[Extracted records]
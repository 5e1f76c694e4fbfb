//! URL filter composition
//!
//! A page's filter list collapses into one combined regex filter string
//! for the engine: include filters contribute their value as written,
//! exclude filters contribute it prefixed with `~`, and contributions are
//! joined with `|` in list order. A page with nothing to contribute matches
//! all HTTP(S) traffic.

use hp_core::engine::{EngineError, RuleEngine};
use hp_core::types::{Filter, FilterKind, Page};

/// Filter applied when a page has no contributing filters.
pub const DEFAULT_FILTER: &str = "|http*";

pub fn compose_filter(filters: &[Filter]) -> String {
    let mut parts = Vec::new();
    for filter in filters {
        if !filter.enabled || !filter.valid || filter.value.is_empty() {
            continue;
        }
        match filter.kind {
            FilterKind::Include => parts.push(filter.value.clone()),
            FilterKind::Exclude => parts.push(format!("~{}", filter.value)),
        }
    }

    if parts.is_empty() {
        DEFAULT_FILTER.to_string()
    } else {
        parts.join("|")
    }
}

/// Refresh each filter's cached `valid` flag through the engine's
/// regex-support probe.
pub async fn validate_filters(page: &mut Page, engine: &dyn RuleEngine) -> Result<(), EngineError> {
    for filter in &mut page.filters {
        filter.valid = engine.is_regex_supported(&filter.value).await?;
    }
    Ok(())
}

**WHAT IS NEEDED:** Each record above has to be repeated word for word.

**YOUR RESPONSE:**
repository 5e1f76c694e4fbfb
//! URL filter composition
//!
//! A page's filter list collapses into one combined regex filter string
//! for the engine: include filters contribute their value as written,
//! exclude filters contribute it prefixed with `~`, and contributions are
//! joined with `|` in list order. A page with nothing to contribute matches
//! all HTTP(S) traffic.

use hp_core::engine::{EngineError, RuleEngine};
use hp_core::types::{Filter, FilterKind, Page};

/// Filter applied when a page has no contributing filters.
pub const DEFAULT_FILTER: &str = "|http*";

pub fn compose_filter(filters: &[Filter]) -> String {
    let mut parts = Vec::new();
    for filter in filters {
        if !filter.enabled || !filter.valid || filter.value.is_empty() {
            continue;
        }
        match filter.kind {
            FilterKind::Include => parts.push(filter.value.clone()),
            FilterKind::Exclude => parts.push(format!("~{}", filter.value)),
        }
    }

    if parts.is_empty() {
        DEFAULT_FILTER.to_string()
    } else {
        parts.join("|")
    }
}

/// Refresh each filter's cached `valid` flag through the engine's
/// regex-support probe.
pub async fn validate_filters(page: &mut Page, engine: &dyn RuleEngine) -> Result<(), EngineError> {
    for filter in &mut page.filters {
        filter.valid = engine.is_regex_supported(&filter.value).await?;
    }
    Ok(())
}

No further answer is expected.